> [What you need to do]: Reproduce precisely the lines of the listing below, starting with the line that contains "in the space" and stopping after the line that contains "pub type SegmentedLimeExplainability"; include nothing else.

----------

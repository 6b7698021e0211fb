// src/traits.rs

use crate::core::{Dataset, Instance, PredictionBatch, Result, TrustError};
use crate::utils::{argmax, softmax_rows};
use ndarray::{Array1, Axis};
use std::collections::BTreeMap;

/// A black-box scoring function: maps a batch of instances (N, d) to
/// per-action scores (N, A). This is the seam to the agent's Q-network.
pub trait ScoringModel {
    fn predict(&self, instances: &Dataset) -> Result<PredictionBatch>;

    /// Scores of a single instance.
    fn predict_one(&self, instance: &Instance) -> Result<Array1<f64>> {
        let batch = instance.view().insert_axis(Axis(0)).to_owned();
        let scores = self.predict(&batch)?;
        if scores.nrows() != 1 {
            return Err(TrustError::ModelPrediction(format!(
                "expected 1 row of scores for a single instance, got {}",
                scores.nrows()
            )));
        }
        Ok(scores.row(0).to_owned())
    }
}

impl<F> ScoringModel for F
where
    F: Fn(&Dataset) -> Result<PredictionBatch>,
{
    fn predict(&self, instances: &Dataset) -> Result<PredictionBatch> {
        self(instances)
    }
}

/// Adapter turning raw scores into a probability-like distribution per row.
pub struct SoftmaxScores<'a> {
    inner: &'a dyn ScoringModel,
}

impl<'a> SoftmaxScores<'a> {
    pub fn new(inner: &'a dyn ScoringModel) -> Self {
        SoftmaxScores { inner }
    }
}

impl ScoringModel for SoftmaxScores<'_> {
    fn predict(&self, instances: &Dataset) -> Result<PredictionBatch> {
        let raw = self.inner.predict(instances)?;
        Ok(softmax_rows(raw.view()))
    }
}

/// A trained policy. Loading weights and running inference are the
/// implementor's concern.
pub trait Agent {
    /// The scoring function behind the policy.
    fn q_net(&self) -> &dyn ScoringModel;

    /// Action the agent takes for `observation`. Greedy over the
    /// Q-network unless overridden.
    fn predict(&self, observation: &Instance) -> Result<usize> {
        let scores = self.q_net().predict_one(observation)?;
        argmax(scores.view()).ok_or_else(|| {
            TrustError::ModelPrediction("Q-network returned no action scores".to_string())
        })
    }
}

/// Auxiliary per-step diagnostics reported by an environment.
pub type StepInfo = BTreeMap<String, f64>;

#[derive(Debug, Clone)]
pub struct Step {
    pub observation: Instance,
    pub reward: f64,
    pub terminated: bool,
    pub truncated: bool,
    pub info: StepInfo,
}

/// The RL environment wrapper the evaluation loop drives.
pub trait Environment {
    /// Shape of one observation, used to size baseline buffers.
    fn observation_shape(&self) -> Vec<usize>;

    /// The current observation, already preprocessed.
    fn get_observations(&self) -> Result<Instance>;

    fn reset(&mut self) -> Result<(Instance, StepInfo)>;

    fn step(&mut self, action: usize) -> Result<Step>;
}

#[cfg(test)]
mod tests {
    use super::*;
    use approx::assert_abs_diff_eq;
    use ndarray::{array, Array2};

    struct Greedy<F>(F);

    impl<F> Agent for Greedy<F>
    where
        F: Fn(&Dataset) -> Result<PredictionBatch>,
    {
        fn q_net(&self) -> &dyn ScoringModel {
            &self.0
        }
    }

    fn doubling(x: &Dataset) -> Result<PredictionBatch> {
        Ok(x.mapv(|v| 2.0 * v))
    }

    #[test]
    fn closures_act_as_scoring_models() {
        let scores = ScoringModel::predict_one(&doubling, &array![1.0, -1.0, 4.0]).unwrap();
        assert_eq!(scores, array![2.0, -2.0, 8.0]);
    }

    #[test]
    fn default_predict_is_greedy() {
        let agent = Greedy(doubling);
        assert_eq!(agent.predict(&array![0.5, 3.0, 1.0]).unwrap(), 1);
    }

    #[test]
    fn softmax_adapter_normalizes_rows() {
        let adapter = SoftmaxScores::new(&doubling);
        let probs = adapter.predict(&Array2::from_elem((2, 3), 1.0)).unwrap();
        assert_abs_diff_eq!(probs.row(0).sum(), 1.0, epsilon = 1e-12);
        assert_abs_diff_eq!(probs[[1, 2]], 1.0 / 3.0, epsilon = 1e-12);
    }
}
// src/algorithms/mod.rs

pub mod lime;
pub mod mask_shap;
pub mod sampler;
pub mod surrogate;

pub use lime::PerturbationLimeExplainer;
pub use mask_shap::MaskShapExplainer;
pub use sampler::{PerturbationMode, PerturbationSampler};
pub use surrogate::{kernel_width, proximity_weights, LocalSurrogateFitter, Penalty, SurrogateFit};

use crate::core::{Explanation, Instance, Result};
use crate::traits::ScoringModel;

/// An attribution strategy: explains every action of `model` around
/// `instance`. Implementations own their sampler state, so repeated calls
/// advance the random stream.
pub trait Explainer {
    fn explain(&mut self, instance: &Instance, model: &dyn ScoringModel) -> Result<Explanation>;
}
// src/method/segmented.rs

//! Explainability over image observations. Explanations live in the space
//! of an externally computed segmentation: feature `s` scales every pixel
//! of segment `s`, so a zero hides the segment.

use super::heat_map::{heat_map_visualization, segment_heat_map, DEFAULT_HEAT_MAP_SIZE};
use super::{
    greedy_confidence, Binding, ExplainabilityMethod, MethodState, SharedAgent, Visualization,
    VisualizationMethod, VisualizationParams,
};
use crate::algorithms::{Explainer, MaskShapExplainer, PerturbationLimeExplainer};
use crate::config::TrustConfig;
use crate::core::{Dataset, Explanation, Instance, PredictionBatch, Result, TrustError};
use crate::mask::{normalize_over_features, spatial_attribution, Mask};
use crate::traits::{Environment, ScoringModel};
use ndarray::{Array2, Array3, Axis};

pub type SegmentedLimeExplainability = SegmentedExplainability<PerturbationLimeExplainer>;
pub type SegmentedShapExplainability = SegmentedExplainability<MaskShapExplainer>;

/// Renders segment coefficients as images of the frozen observation and
/// scores them with the wrapped model.
struct SegmentScores<'a> {
    model: &'a dyn ScoringModel,
    obs: &'a Instance,
    pixel_segments: &'a [usize],
}

impl ScoringModel for SegmentScores<'_> {
    fn predict(&self, coefficients: &Dataset) -> Result<PredictionBatch> {
        let plane = self.pixel_segments.len();
        let mut images = Dataset::zeros((coefficients.nrows(), self.obs.len()));
        for (mut image, row) in images.rows_mut().into_iter().zip(coefficients.rows()) {
            for (pixel, value) in image.iter_mut().enumerate() {
                *value = self.obs[pixel] * row[self.pixel_segments[pixel % plane]];
            }
        }
        self.model.predict(&images)
    }
}

#[derive(Debug, Clone, Copy, PartialEq, Eq)]
struct FrameShape {
    channels: usize,
    height: usize,
    width: usize,
}

/// Observations are flattened (C, H, W) frames. The mask sees one value
/// per channel: the mean absolute intensity of that channel.
pub struct SegmentedExplainability<E: Explainer + Clone> {
    segments: Array2<usize>,
    pixel_segments: Vec<usize>,
    num_segments: usize,
    template: E,
    mask: Box<dyn Mask>,
    confidence_scaling: bool,
    heat_map_size: (usize, usize),
    state: MethodState,
    frame: Option<FrameShape>,
    bindings: Vec<Binding<E>>,
    last_explain: Option<Vec<Explanation>>,
    last_action: Option<usize>,
}

impl<E: Explainer + Clone> SegmentedExplainability<E> {
    /// `segments` labels every pixel of an (H, W) frame with a segment id.
    pub fn new(explainer: E, mask: Box<dyn Mask>, segments: Array2<usize>) -> Result<Self> {
        let num_segments = segments.iter().max().map(|&id| id + 1).ok_or_else(|| {
            TrustError::InvalidArgument("The segmentation must not be empty.".to_string())
        })?;
        Ok(SegmentedExplainability {
            pixel_segments: segments.iter().copied().collect(),
            segments,
            num_segments,
            template: explainer,
            mask,
            confidence_scaling: true,
            heat_map_size: DEFAULT_HEAT_MAP_SIZE,
            state: MethodState::Unset,
            frame: None,
            bindings: Vec::new(),
            last_explain: None,
            last_action: None,
        })
    }

    pub fn with_confidence_scaling(mut self, enabled: bool) -> Self {
        self.confidence_scaling = enabled;
        self
    }

    pub fn with_heat_map_size(mut self, size: (usize, usize)) -> Self {
        self.heat_map_size = size;
        self
    }

    pub fn num_segments(&self) -> usize {
        self.num_segments
    }

    pub fn last_action(&self) -> Option<usize> {
        self.last_action
    }

    fn frame(&self) -> Result<FrameShape> {
        self.frame
            .ok_or_else(|| TrustError::IllegalState("Call set() before explain().".to_string()))
    }

    fn check_observation(&self, obs: &Instance) -> Result<FrameShape> {
        let frame = self.frame()?;
        let expected = frame.channels * frame.height * frame.width;
        if obs.len() != expected {
            return Err(TrustError::IncompatibleDimensions(format!(
                "observation has {} values, frame holds {}",
                obs.len(),
                expected
            )));
        }
        Ok(frame)
    }

    fn channel_intensity(obs: &Instance, frame: FrameShape) -> Result<Instance> {
        let plane = (frame.height * frame.width) as f64;
        let channels = obs
            .view()
            .into_shape((frame.channels, frame.height * frame.width))?;
        Ok(channels.map_axis(Axis(1), |pixels| pixels.mapv(f64::abs).sum() / plane))
    }

    fn trust_score(&mut self, index: usize, obs: &Instance, explanation: &Explanation) -> Result<f64> {
        let frame = self.check_observation(obs)?;
        let agent = self.bindings[index].agent.clone();
        let num_actions = self.mask.action_space();
        self.mask.update(&Self::channel_intensity(obs, frame)?)?;
        let (action, confidence) = greedy_confidence(agent.as_ref(), obs, num_actions)?;

        let size = (frame.height, frame.width);
        let mut maps = Array3::zeros((num_actions, frame.height, frame.width));
        for (label, mut map) in maps.axis_iter_mut(Axis(0)).enumerate() {
            map.assign(&segment_heat_map(self.segments.view(), explanation, label, size));
        }
        let mut attribution = spatial_attribution(maps.view(), frame.channels);
        normalize_over_features(&mut attribution);
        let score = self.mask.compute(&attribution)?[action];

        log::debug!(
            "agent {}: action {} segment relevance {:.4} confidence {:.4}",
            index,
            action,
            score,
            confidence
        );
        Ok(if self.confidence_scaling {
            score * confidence
        } else {
            score
        })
    }
}

impl SegmentedExplainability<PerturbationLimeExplainer> {
    pub fn lime(config: &TrustConfig, mask: Box<dyn Mask>, segments: Array2<usize>) -> Result<Self> {
        Ok(SegmentedExplainability::new(
            PerturbationLimeExplainer::new(config.lime.clone()),
            mask,
            segments,
        )?
        .with_confidence_scaling(config.evaluation.confidence_scaling))
    }
}

impl SegmentedExplainability<MaskShapExplainer> {
    pub fn shap(config: &TrustConfig, mask: Box<dyn Mask>, segments: Array2<usize>) -> Result<Self> {
        Ok(SegmentedExplainability::new(
            MaskShapExplainer::new(config.shap.clone()),
            mask,
            segments,
        )?
        .with_confidence_scaling(config.evaluation.confidence_scaling))
    }
}

impl<E: Explainer + Clone> ExplainabilityMethod for SegmentedExplainability<E> {
    fn state(&self) -> MethodState {
        self.state
    }

    /// Accepts (H, W) or (…, C, H, W) observation shapes whose leading
    /// axes are all 1, with (H, W) equal to the segmentation.
    fn set(&mut self, env: &dyn Environment) -> Result<()> {
        let shape = env.observation_shape();
        let frame = match shape.as_slice() {
            &[height, width] => FrameShape { channels: 1, height, width },
            [leading @ .., channels, height, width] if leading.iter().all(|&n| n == 1) => {
                FrameShape {
                    channels: *channels,
                    height: *height,
                    width: *width,
                }
            }
            _ => {
                return Err(TrustError::IncompatibleDimensions(format!(
                    "observation shape {:?} is not an image frame",
                    shape
                )))
            }
        };
        if (frame.height, frame.width) != self.segments.dim() {
            return Err(TrustError::IncompatibleDimensions(format!(
                "frame is {}x{}, segmentation is {:?}",
                frame.height,
                frame.width,
                self.segments.dim()
            )));
        }
        self.frame = Some(frame);
        self.bindings.clear();
        self.last_explain = None;
        self.state = MethodState::Configured;
        Ok(())
    }

    fn prepare(&mut self, agents: Vec<SharedAgent>) -> Result<()> {
        if self.frame.is_none() {
            return Err(TrustError::IllegalState(
                "Call set() before prepare().".to_string(),
            ));
        }
        if agents.is_empty() {
            return Err(TrustError::InvalidArgument(
                "prepare() needs at least one agent.".to_string(),
            ));
        }
        self.bindings = agents
            .into_iter()
            .map(|agent| Binding {
                agent,
                explainer: self.template.clone(),
            })
            .collect();
        self.last_explain = None;
        self.state = MethodState::Prepared;
        Ok(())
    }

    fn on_step(&mut self, action: usize) {
        self.last_action = Some(action);
    }

    fn explain(&mut self, obs: &Instance) -> Result<Vec<Explanation>> {
        if !self.state.is_prepared() {
            return Err(TrustError::IllegalState(
                "Call prepare() before explain().".to_string(),
            ));
        }
        self.check_observation(obs)?;
        let all_on = Instance::ones(self.num_segments);
        let pixel_segments = &self.pixel_segments;
        let explanations = self
            .bindings
            .iter_mut()
            .map(|binding| {
                let scores = SegmentScores {
                    model: binding.agent.q_net(),
                    obs,
                    pixel_segments,
                };
                binding.explainer.explain(&all_on, &scores)
            })
            .collect::<Result<Vec<_>>>()?;
        self.last_explain = Some(explanations.clone());
        self.state = MethodState::Explained;
        Ok(explanations)
    }

    fn value(&mut self, obs: &Instance) -> Result<Vec<f64>> {
        let explanations = self.explain(obs)?;
        let scores = explanations
            .iter()
            .enumerate()
            .map(|(index, explanation)| self.trust_score(index, obs, explanation))
            .collect::<Result<Vec<_>>>()?;
        self.state = MethodState::Valued;
        Ok(scores)
    }

    fn supports(&self, kind: VisualizationMethod) -> bool {
        kind == VisualizationMethod::HeatMap
    }

    fn visualization(
        &self,
        kind: VisualizationMethod,
        params: Option<&VisualizationParams>,
    ) -> Option<Visualization> {
        if !self.supports(kind) {
            return None;
        }
        let params = params.copied().unwrap_or_default();
        let explanation = self
            .last_explain
            .as_ref()
            .and_then(|cached| cached.get(params.agent));
        Some(heat_map_visualization(
            self.segments.view(),
            explanation,
            &params,
            self.mask.action_space(),
            self.heat_map_size,
        ))
    }
}
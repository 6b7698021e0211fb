// src/lib.rs

//! `rl_trust` explains which observation features drive a black-box
//! reinforcement-learning policy and folds that attribution into a
//! per-agent, per-step comparative trust score.
//!
//! Two background-free explainers are provided: a Gaussian-perturbation
//! LIME variant and a mask-regression SHAP variant. A [`mask::DomainMask`]
//! weighs their output with feature/action priors and the live
//! observation, and [`evaluation::TrustEvaluator`] uses the resulting
//! scores to decide which agent acts. Tabular methods explain flat
//! feature vectors; segmented methods explain image frames in terms of an
//! external segmentation and render heat maps.

pub mod algorithms;
pub mod config;
pub mod core;
pub mod evaluation;
pub mod mask;
pub mod method;
pub mod traits;
pub mod utils;

// Re-export key components for easier use by library consumers
pub use crate::algorithms::{Explainer, MaskShapExplainer, PerturbationLimeExplainer};
pub use crate::config::TrustConfig;
pub use crate::core::{
    AttributionTensor, Dataset, Explanation, Instance, PredictionBatch, Result, ShapValues,
    TrustError,
};
pub use crate::evaluation::{EvaluationReport, MaskCalibrator, TrustEvaluator};
pub use crate::mask::{DomainMask, Mask, WeightingPolicy};
pub use crate::method::{
    ExplainabilityMethod, MethodState, SegmentedLimeExplainability, SegmentedShapExplainability,
    SharedAgent, TabularLimeExplainability, TabularShapExplainability, Visualization,
    VisualizationMethod, VisualizationParams,
};
pub use crate::traits::{Agent, Environment, ScoringModel, Step, StepInfo};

----------

> [Answer section]:
//! Explainability over image observations. Explanations live in the space
//! of an externally computed segmentation: feature `s` scales every pixel
//! of segment `s`, so a zero hides the segment.

use super::heat_map::{heat_map_visualization, segment_heat_map, DEFAULT_HEAT_MAP_SIZE};
use super::{
    greedy_confidence, Binding, ExplainabilityMethod, MethodState, SharedAgent, Visualization,
    VisualizationMethod, VisualizationParams,
};
use crate::algorithms::{Explainer, MaskShapExplainer, PerturbationLimeExplainer};
use crate::config::TrustConfig;
use crate::core::{Dataset, Explanation, Instance, PredictionBatch, Result, TrustError};
use crate::mask::{normalize_over_features, spatial_attribution, Mask};
use crate::traits::{Environment, ScoringModel};
use ndarray::{Array2, Array3, Axis};

pub type SegmentedLimeExplainability = SegmentedExplainability<PerturbationLimeExplainer>;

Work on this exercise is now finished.